Peter wrinkled his nose and stepped back.
Sully returned the alligator to his pocket. “I don’t hate your mother,” he said for the record.
“That’s good of you,” said Peter.
They drove back to Vera’s house, parked at the curb right where Sully had fallen asleep. Neither man made a quick move to get out of the car. “You want to hear a good one,” Peter finally said. Sully wasn’t sure, but he said yes.
“I had fun tonight,” Peter told him, adding, “Poor Mom. It’s her worst fear. That your life has been fun.”
“Tell her not to worry.”
The garage door opened then and Ralph emerged slowly, peering into the street at the strange car. Peter rolled down the window and called to him quietly, “It’s just me, Pop.”
“That your dad with you?” Ralph wondered.
Sully got out, waved.
Ralph sauntered down the drive to where they were parked. “What’s that?” he wanted to know, pointing at the snowblower in back of the El Camino. Having successfully swiped it back from Carl Roebuck, Sully had all but forgotten the snowblower. Which fit in with one of his theories about life, that you missed what you didn’t have far more than you appreciated what you did have.
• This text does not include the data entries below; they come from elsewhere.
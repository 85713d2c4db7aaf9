// SPDX-FileCopyrightText: 2026 Atenea Contributors
// SPDX-License-Identifier: MIT OR Apache-2.0

//! Test harness for end-to-end integration testing.
//!
//! `TestHarness` assembles a complete contact center with mock channels, a
//! scripted bot, a manual clock and a temp SQLite database seeded with the
//! default catalog. Provides `inbound()` and `ingest_text()` to drive the
//! inbound pipeline in tests.

use std::collections::HashMap;
use std::sync::Arc;

use atenea_config::model::{
    AteneaConfig, AutomaticMessageConfig, BusinessHoursConfig, ConsultTypeConfig, StorageConfig,
};
use atenea_core::models::VicidialUser;
use atenea_core::types::{ChannelCapabilities, IncomingBody, IncomingEvent, Party};
use atenea_core::{AteneaError, BusinessCalendar, Clock, StorageAdapter};
use atenea_engine::{
    ConfigCalendar, ContactCenter, EngineSettings, IngestOutcome, NewAgent, sync_catalog,
};
use atenea_storage::SqliteStorage;

use crate::clock::ManualClock;
use crate::mock_bot::MockBot;
use crate::mock_channel::MockChannel;

/// Consult type used by the scenario tests.
pub const PAPELETAS: i64 = 5;

/// Builder for creating test environments with configurable options.
pub struct TestHarnessBuilder {
    config: AteneaConfig,
    channels: Vec<(String, ChannelCapabilities)>,
    with_bot: bool,
}

impl TestHarnessBuilder {
    fn new() -> Self {
        let mut config = AteneaConfig::default();
        config.consult_types = vec![
            ConsultTypeConfig {
                id: 1,
                name: "Tributos".into(),
            },
            ConsultTypeConfig {
                id: PAPELETAS,
                name: "Papeletas".into(),
            },
        ];
        let message = |category: &str, name: &str, variants: &[&str]| AutomaticMessageConfig {
            channel_category: category.into(),
            name: name.into(),
            variants: variants.iter().map(|v| v.to_string()).collect(),
        };
        config.automatic_messages = vec![
            message("messaging", "welcome", &["Hola, soy Atenea del SAT."]),
            message("messaging", "attention_closed", &["Gracias por comunicarte con el SAT."]),
            message("messaging", "out_of_hours", &["Nuestro horario es de 8:00 a 17:00."]),
        ];
        config.dispatch.timeout_secs = 1;
        Self {
            config,
            channels: vec![
                ("whatsapp".into(), ChannelCapabilities::default()),
                ("telegram".into(), ChannelCapabilities::default()),
                ("telephony".into(), ChannelCapabilities::default()),
            ],
            with_bot: true,
        }
    }

    /// Escalate after `threshold` consecutive failed bot turns.
    pub fn with_failed_turn_threshold(mut self, threshold: u32) -> Self {
        self.config.handoff.failed_turn_threshold = Some(threshold);
        self
    }

    /// Replace the business hours section.
    pub fn with_business_hours(mut self, hours: BusinessHoursConfig) -> Self {
        self.config.business_hours = hours;
        self
    }

    /// Register (or replace) a mock channel with explicit capabilities.
    pub fn with_channel(mut self, code: &str, capabilities: ChannelCapabilities) -> Self {
        self.channels.retain(|(c, _)| c != code);
        self.channels.push((code.to_string(), capabilities));
        self
    }

    /// Do not attach a bot; bot-served rooms then only get automatic messages.
    pub fn without_bot(mut self) -> Self {
        self.with_bot = false;
        self
    }

    /// Adjust the configuration before the harness is built.
    pub fn configure(mut self, f: impl FnOnce(&mut AteneaConfig)) -> Self {
        f(&mut self.config);
        self
    }

    /// Build the test harness, creating all required subsystems.
    pub async fn build(self) -> Result<TestHarness, AteneaError> {
        let temp_dir =
            tempfile::TempDir::new().map_err(|e| AteneaError::Storage { source: e.into() })?;
        let db_path = temp_dir.path().join("test.db");

        let mut config = self.config;
        config.storage = StorageConfig {
            database_path: db_path.to_string_lossy().to_string(),
            wal_mode: true,
        };

        let storage = SqliteStorage::new(config.storage.clone());
        storage.initialize().await?;
        let storage: Arc<dyn StorageAdapter + Send + Sync> = Arc::new(storage);
        sync_catalog(storage.as_ref(), &config).await?;

        let clock = Arc::new(ManualClock::monday_morning());
        let calendar: Arc<dyn BusinessCalendar> =
            Arc::new(ConfigCalendar::from_config(&config.business_hours)?);
        let bot = Arc::new(MockBot::new());

        let mut center = ContactCenter::new(Arc::clone(&storage), EngineSettings::from_config(&config))
            .with_clock(Arc::clone(&clock) as Arc<dyn Clock>)
            .with_calendar(calendar);
        let mut channels = HashMap::new();
        for (code, capabilities) in self.channels {
            let channel = Arc::new(MockChannel::with_capabilities(&code, capabilities));
            center = center.with_channel(channel.clone());
            channels.insert(code, channel);
        }
        if self.with_bot {
            center = center.with_bot(bot.clone());
        }

        Ok(TestHarness {
            center: Arc::new(center),
            storage,
            channels,
            bot,
            clock,
            config,
            _temp_dir: temp_dir,
        })
    }
}

/// A complete test environment with mock adapters and temp storage.
pub struct TestHarness {
    /// The contact center under test.
    pub center: Arc<ContactCenter>,
    /// SQLite storage adapter (temp DB, cleaned up on drop).
    pub storage: Arc<dyn StorageAdapter + Send + Sync>,
    /// Mock channels keyed by channel code.
    pub channels: HashMap<String, Arc<MockChannel>>,
    /// The scripted bot (attached unless built `without_bot`).
    pub bot: Arc<MockBot>,
    pub clock: Arc<ManualClock>,
    pub config: AteneaConfig,
    /// Temp directory kept alive for cleanup on drop.
    _temp_dir: tempfile::TempDir,
}

impl TestHarness {
    /// Create a new builder for configuring the test harness.
    pub fn builder() -> TestHarnessBuilder {
        TestHarnessBuilder::new()
    }

    /// Harness with the default catalog, mock channels and bot.
    pub async fn new() -> Result<Self, AteneaError> {
        Self::builder().build().await
    }

    /// The mock registered for `code`.
    ///
    /// # Panics
    ///
    /// When no mock was registered for `code`.
    pub fn channel(&self, code: &str) -> Arc<MockChannel> {
        match self.channels.get(code) {
            Some(channel) => Arc::clone(channel),
            None => panic!("no mock channel registered for {code}"),
        }
    }

    /// A text event from `from` on `channel`, stamped with the harness clock.
    pub fn inbound(&self, channel: &str, from: &str, text: &str, external_id: &str) -> IncomingEvent {
        IncomingEvent {
            channel: channel.to_string(),
            external_room_id: from.to_string(),
            sender: Party {
                id: from.to_string(),
                full_name: Some("Rosa Quispe".to_string()),
                phone: Some(from.to_string()),
                email: None,
            },
            receiver: None,
            message: IncomingBody {
                id: Some(external_id.to_string()),
                body: text.to_string(),
                bot_reply: None,
            },
            attachments: Vec::new(),
            timestamp: self.clock.now(),
        }
    }

    /// Ingests a WhatsApp text from `from`.
    pub async fn ingest_text(
        &self,
        from: &str,
        text: &str,
        external_id: &str,
    ) -> Result<IngestOutcome, AteneaError> {
        self.center
            .ingest(self.inbound("whatsapp", from, text, external_id))
            .await
    }

    /// Runs a SQL batch against the harness database on a side connection.
    ///
    /// Used to install triggers that make a later engine write fail.
    pub fn execute_sql(&self, sql: &str) -> Result<(), AteneaError> {
        let conn = rusqlite::Connection::open(&self.config.storage.database_path)
            .map_err(|e| AteneaError::Storage { source: Box::new(e) })?;
        conn.execute_batch(sql)
            .map_err(|e| AteneaError::Storage { source: Box::new(e) })
    }

    /// Registers a telephony agent for actor `user_id` in `state`.
    pub async fn register_agent(
        &self,
        user_id: &str,
        state: &str,
    ) -> Result<VicidialUser, AteneaError> {
        self.center
            .register_agent(
                NewAgent {
                    username: format!("vici-{user_id}"),
                    phone_login: None,
                    user_id: user_id.to_string(),
                    channel_state_id: state.to_string(),
                },
                "supervisor",
            )
            .await
    }
}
It was for this reason he’d always felt that owning things was overrated. All you were doing was alleviating the disappointment of not owning them.
“It’s the snowblower I promised you,” Sully said. “Come have a look.”
Ralph approached dubiously. “It’s a beauty,” he said when he’d had a chance to examine it under the street lamp. “I can’t afford it, though, Sully.”
“Sure, you can,” Sully told him. “I got it for nothing.”
“It’s true,” Peter said, surprising Sully, who hadn’t expected such easy complicity. He’d half expected Vera’s stern moral training to reassert itself, for Peter to confess to Ralph that the snowblower was stolen. Instead, there he was, grinning mischievously beneath the halo of lamplight.
“I might want to borrow it sometimes,” Sully warned. “Like every time it snows real hard.”
“Sure,” Ralph said.
Together the three men unloaded the snowblower, put it safely into Ralph’s garage, where, unless Carl Roebuck conducted a house-to-house search, it would be safe for a while. The three men stood in the dark garage, staring at the stolen snowblower.